Hace días, años estoy acurrucada acá, en el entrepuente.
Descendí por compasión hacia los animales que gemían.
Acá está oscuro, húmedo, con olor a encierro.
Hay un hedor insoportable.
Los cocodrilos abren sus dentadas fauces,
las serpientes sisean, los leones rugen hambrientos,
y todo lo sobrevuela el inquieto pataleo
del poder de los elefantes.
Al principio tenía miedo a la oscuridad y a los sonidos,
al hormigueo incomprensible de seres que no veía,
que apenas sospechaba -arañas, ratones,
ciempiés, escorpiones.
Sea grande o pequeño, todo se mueve a un compás
monstruosamente armonioso,
como en un agua invisible,
oscura e irracional.
Me convertí en uno de ellos,
percibí nuestro latido común,
cálido, húmedo, con olor a encierro.
40 días, 40 años.
Hemos envejecido, nos hemos tranquilizado
en nuestra tristeza, en nuestra hambre.
Aquí abajo no hay dios.
Al abrigo de los vapores esperamos el rostro barbado
de alguien que cumple mandatos divinos.
Oigo un ruido:
Noé está soltando a los animales a tierra firme.
Apoyo mi rostro contra la hendidura de la puerta
y la luz, que ya había olvidado, me empapa.

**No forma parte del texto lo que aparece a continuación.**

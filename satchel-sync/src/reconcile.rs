//! Merge policy — the three-way diff at the heart of the mirror.
//!
//! `diff` compares one local snapshot, one remote snapshot, and the
//! durable cache of last-synced ETags, and decides what to do per key:
//!
//! | local | remote | cache          | action                          |
//! |-------|--------|----------------|---------------------------------|
//! | yes   | no     | —              | upload                          |
//! | no    | yes    | none           | download (never seen)           |
//! | no    | yes    | == remote ETag | delete remote (local removed)   |
//! | no    | yes    | != remote ETag | download (remote changed since; |
//! |       |        |                | remote is the surviving copy)   |
//! | yes   | yes    | == remote ETag | nothing — already synced        |
//! | yes   | yes    | none or !=     | download (diverged; remote wins |
//! |       |        |                | at cold start — live edits are  |
//! |       |        |                | pushed by the watch path first) |
//!
//! AddOnly suppresses every delete unconditionally. In-place local edits
//! are not visible to this diff (the cache tracks last-synced *remote*
//! state, not local content); the live watch path is what pushes them.

use satchel_core::{LocalSnapshot, RemoteSnapshot, SyncAction};

use crate::cache::SyncCache;
use crate::error::SyncError;

/// Compute the ordered action list for one reconciliation pass.
///
/// Evaluates the union of keys in `local` and `remote`: local-side keys
/// first, then remote-only keys, each in ascending key order, so a pass
/// is deterministic for a given pair of snapshots.
pub fn diff(
    local: &LocalSnapshot,
    remote: &RemoteSnapshot,
    cache: &SyncCache,
    add_only: bool,
) -> Result<Vec<SyncAction>, SyncError> {
    let mut actions = Vec::new();

    for key in local.keys() {
        match remote.get(key) {
            None => actions.push(SyncAction::Upload(key.clone())),
            Some(remote_etag) => match cache.get(key)? {
                Some(cached) if cached == *remote_etag => {}
                _ => actions.push(SyncAction::Download(key.clone(), remote_etag.clone())),
            },
        }
    }

    for (key, remote_etag) in remote {
        if local.contains_key(key) {
            continue;
        }
        match cache.get(key)? {
            None => actions.push(SyncAction::Download(key.clone(), remote_etag.clone())),
            Some(cached) if cached == *remote_etag => {
                if !add_only {
                    actions.push(SyncAction::Delete(key.clone()));
                }
            }
            // Remote was modified after the local copy was removed and
            // before that deletion was observed: the remote object is the
            // only surviving copy.
            Some(_) => actions.push(SyncAction::Download(key.clone(), remote_etag.clone())),
        }
    }

    Ok(actions)
}

#[cfg(test)]
mod tests {
    use super::*;

    use chrono::Utc;
    use tempfile::TempDir;

    use satchel_core::SyncKey;

    fn local(keys: &[&str]) -> LocalSnapshot {
        keys.iter()
            .map(|k| (SyncKey::from(*k), Utc::now()))
            .collect()
    }

    fn remote(entries: &[(&str, &str)]) -> RemoteSnapshot {
        entries
            .iter()
            .map(|(k, e)| (SyncKey::from(*k), (*e).to_string()))
            .collect()
    }

    fn cache_with(dir: &TempDir, entries: &[(&str, &str)]) -> SyncCache {
        let cache = SyncCache::open_at(&dir.path().join("cache.db")).unwrap();
        for (k, e) in entries {
            cache.set(&SyncKey::from(*k), e).unwrap();
        }
        cache
    }

    #[test]
    fn new_local_file_uploads() {
        let dir = TempDir::new().unwrap();
        let cache = cache_with(&dir, &[]);
        let actions = diff(&local(&["a.txt"]), &remote(&[]), &cache, false).unwrap();
        assert_eq!(actions, vec![SyncAction::Upload(SyncKey::from("a.txt"))]);
    }

    #[test]
    fn unseen_remote_object_downloads() {
        let dir = TempDir::new().unwrap();
        let cache = cache_with(&dir, &[]);
        let actions = diff(&local(&[]), &remote(&[("a.txt", "\"X\"")]), &cache, false).unwrap();
        assert_eq!(
            actions,
            vec![SyncAction::Download(
                SyncKey::from("a.txt"),
                "\"X\"".to_string()
            )]
        );
    }

    #[test]
    fn locally_removed_synced_key_propagates_delete() {
        let dir = TempDir::new().unwrap();
        let cache = cache_with(&dir, &[("a.txt", "\"X\"")]);
        let actions = diff(&local(&[]), &remote(&[("a.txt", "\"X\"")]), &cache, false).unwrap();
        assert_eq!(actions, vec![SyncAction::Delete(SyncKey::from("a.txt"))]);
    }

    #[test]
    fn add_only_suppresses_delete() {
        let dir = TempDir::new().unwrap();
        let cache = cache_with(&dir, &[("a.txt", "\"X\"")]);
        let actions = diff(&local(&[]), &remote(&[("a.txt", "\"X\"")]), &cache, true).unwrap();
        assert!(actions.is_empty());
    }

    #[test]
    fn remote_changed_after_local_removal_downloads_instead_of_deleting() {
        let dir = TempDir::new().unwrap();
        let cache = cache_with(&dir, &[("a.txt", "\"X\"")]);
        let actions = diff(&local(&[]), &remote(&[("a.txt", "\"Y\"")]), &cache, false).unwrap();
        assert_eq!(
            actions,
            vec![SyncAction::Download(
                SyncKey::from("a.txt"),
                "\"Y\"".to_string()
            )]
        );
    }

    #[test]
    fn synced_key_produces_no_action() {
        let dir = TempDir::new().unwrap();
        let cache = cache_with(&dir, &[("a.txt", "\"X\"")]);
        let actions = diff(
            &local(&["a.txt"]),
            &remote(&[("a.txt", "\"X\"")]),
            &cache,
            false,
        )
        .unwrap();
        assert!(actions.is_empty());
    }

    #[test]
    fn diverged_key_on_both_sides_downloads_remote() {
        let dir = TempDir::new().unwrap();
        let cache = cache_with(&dir, &[("a.txt", "\"X\"")]);
        let actions = diff(
            &local(&["a.txt"]),
            &remote(&[("a.txt", "\"Y\"")]),
            &cache,
            false,
        )
        .unwrap();
        assert_eq!(
            actions,
            vec![SyncAction::Download(
                SyncKey::from("a.txt"),
                "\"Y\"".to_string()
            )]
        );
    }

    #[test]
    fn untracked_key_present_on_both_sides_downloads_remote() {
        let dir = TempDir::new().unwrap();
        let cache = cache_with(&dir, &[]);
        let actions = diff(
            &local(&["a.txt"]),
            &remote(&[("a.txt", "\"X\"")]),
            &cache,
            false,
        )
        .unwrap();
        assert_eq!(
            actions,
            vec![SyncAction::Download(
                SyncKey::from("a.txt"),
                "\"X\"".to_string()
            )]
        );
    }
}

Cuando mi marido, que ya se olvidó de mí, abra la puerta,
se abalanzará contra su pecho lleno de viento y sol
una manada de animales-
un cuerpo de múltiples colas y miles de ojos brillantes
que se mueve a la menor sospecha. Yo -la primera.
Bárbara Korun, incluido en Arquitrave (Segunda época, nº 56, agosto-octubre de 2014, Colombia).